What you have to do
When you reach the records below, repeat each one exactly as written.

# # # # # # #

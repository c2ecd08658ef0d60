use std::{env, time::Duration};

use anyhow::{Context, Result};
use tracing::{info, warn};

pub const DEFAULT_SYNC_INTERVAL_MINUTES: u64 = 5;
const DEFAULT_DATABASE_URL: &str = "sqlite://announced_proposals.db?mode=rwc";
const DEFAULT_ORGANIZATION_ID: &str = "2323517483434116775";
const DEFAULT_GOVERNOR_SLUG: &str = "wormhole";

/// Runtime configuration, read from the environment once at startup.
#[derive(Debug, Clone)]
pub struct Config {
    pub tally_api_key: String,
    pub discord_token: String,
    pub proposals_channel_id: String,
    pub organization_id: String,
    /// Short-form governor slug used in tally.xyz links. The API reports a
    /// longer slug than the public site uses.
    pub governor_slug: String,
    pub database_url: String,
    pub sync_interval: Duration,
    /// Bearer token guarding the admin endpoints. Unset disables them.
    pub admin_token: Option<String>,
}

impl Config {
    pub fn from_env() -> Result<Self> {
        let tally_api_key = env::var("TALLY_API_KEY").context("TALLY_API_KEY is not set")?;
        let discord_token = env::var("DISCORD_TOKEN").context("DISCORD_TOKEN is not set")?;
        let proposals_channel_id =
            env::var("PROPOSALS_CHANNEL_ID").context("PROPOSALS_CHANNEL_ID is not set")?;

        let organization_id =
            env::var("TALLY_ORG_ID").unwrap_or_else(|_| DEFAULT_ORGANIZATION_ID.to_string());
        let governor_slug =
            env::var("GOVERNOR_SLUG").unwrap_or_else(|_| DEFAULT_GOVERNOR_SLUG.to_string());
        let database_url =
            env::var("DATABASE_URL").unwrap_or_else(|_| DEFAULT_DATABASE_URL.to_string());

        let sync_interval_minutes = match env::var("SYNC_INTERVAL_MINUTES") {
            Ok(value) => match value.parse::<u64>() {
                Ok(minutes) if minutes > 0 => minutes,
                Ok(_) => {
                    warn!("SYNC_INTERVAL_MINUTES must be positive, using default");
                    DEFAULT_SYNC_INTERVAL_MINUTES
                }
                Err(err) => {
                    warn!(error = %err, "Failed to parse SYNC_INTERVAL_MINUTES, using default");
                    DEFAULT_SYNC_INTERVAL_MINUTES
                }
            },
            Err(_) => DEFAULT_SYNC_INTERVAL_MINUTES,
        };

        let admin_token = env::var("ADMIN_TOKEN").ok().filter(|t| !t.is_empty());

        info!(
            organization_id = %organization_id,
            governor_slug = %governor_slug,
            sync_interval_minutes = sync_interval_minutes,
            admin_endpoints = admin_token.is_some(),
            "Configuration loaded"
        );

        Ok(Self {
            tally_api_key,
            discord_token,
            proposals_channel_id,
            organization_id,
            governor_slug,
            database_url,
            sync_interval: Duration::from_secs(sync_interval_minutes * 60),
            admin_token,
        })
    }
}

# # # # # # #

Solution
repository c2ecd08658ef0d60
use std::{env, time::Duration};

use anyhow::{Context, Result};
use tracing::{info, warn};

pub const DEFAULT_SYNC_INTERVAL_MINUTES: u64 = 5;
const DEFAULT_DATABASE_URL: &str = "sqlite://announced_proposals.db?mode=rwc";
const DEFAULT_ORGANIZATION_ID: &str = "2323517483434116775";
const DEFAULT_GOVERNOR_SLUG: &str = "wormhole";

/// Runtime configuration, read from the environment once at startup.
#[derive(Debug, Clone)]
pub struct Config {
    pub tally_api_key: String,
    pub discord_token: String,
    pub proposals_channel_id: String,
    pub organization_id: String,
    /// Short-form governor slug used in tally.xyz links. The API reports a
    /// longer slug than the public site uses.
    pub governor_slug: String,
    pub database_url: String,
    pub sync_interval: Duration,
    /// Bearer token guarding the admin endpoints. Unset disables them.
    pub admin_token: Option<String>,
}

impl Config {
    pub fn from_env() -> Result<Self> {
        let tally_api_key = env::var("TALLY_API_KEY").context("TALLY_API_KEY is not set")?;
        let discord_token = env::var("DISCORD_TOKEN").context("DISCORD_TOKEN is not set")?;
        let proposals_channel_id =
            env::var("PROPOSALS_CHANNEL_ID").context("PROPOSALS_CHANNEL_ID is not set")?;

        let organization_id =
            env::var("TALLY_ORG_ID").unwrap_or_else(|_| DEFAULT_ORGANIZATION_ID.to_string());
        let governor_slug =
            env::var("GOVERNOR_SLUG").unwrap_or_else(|_| DEFAULT_GOVERNOR_SLUG.to_string());
        let database_url =
            env::var("DATABASE_URL").unwrap_or_else(|_| DEFAULT_DATABASE_URL.to_string());

        let sync_interval_minutes = match env::var("SYNC_INTERVAL_MINUTES") {
            Ok(value) => match value.parse::<u64>() {
                Ok(minutes) if minutes > 0 => minutes,
                Ok(_) => {
                    warn!("SYNC_INTERVAL_MINUTES must be positive, using default");
                    DEFAULT_SYNC_INTERVAL_MINUTES
                }
                Err(err) => {
                    warn!(error = %err, "Failed to parse SYNC_INTERVAL_MINUTES, using default");
                    DEFAULT_SYNC_INTERVAL_MINUTES
                }
            },
            Err(_) => DEFAULT_SYNC_INTERVAL_MINUTES,
        };

        let admin_token = env::var("ADMIN_TOKEN").ok().filter(|t| !t.is_empty());

        info!(
            organization_id = %organization_id,
            governor_slug = %governor_slug,
            sync_interval_minutes = sync_interval_minutes,
            admin_endpoints = admin_token.is_some(),
            "Configuration loaded"
        );

        Ok(Self {
            tally_api_key,
            discord_token,
            proposals_channel_id,
            organization_id,
            governor_slug,
            database_url,
            sync_interval: Duration::from_secs(sync_interval_minutes * 60),
            admin_token,
        })
    }
}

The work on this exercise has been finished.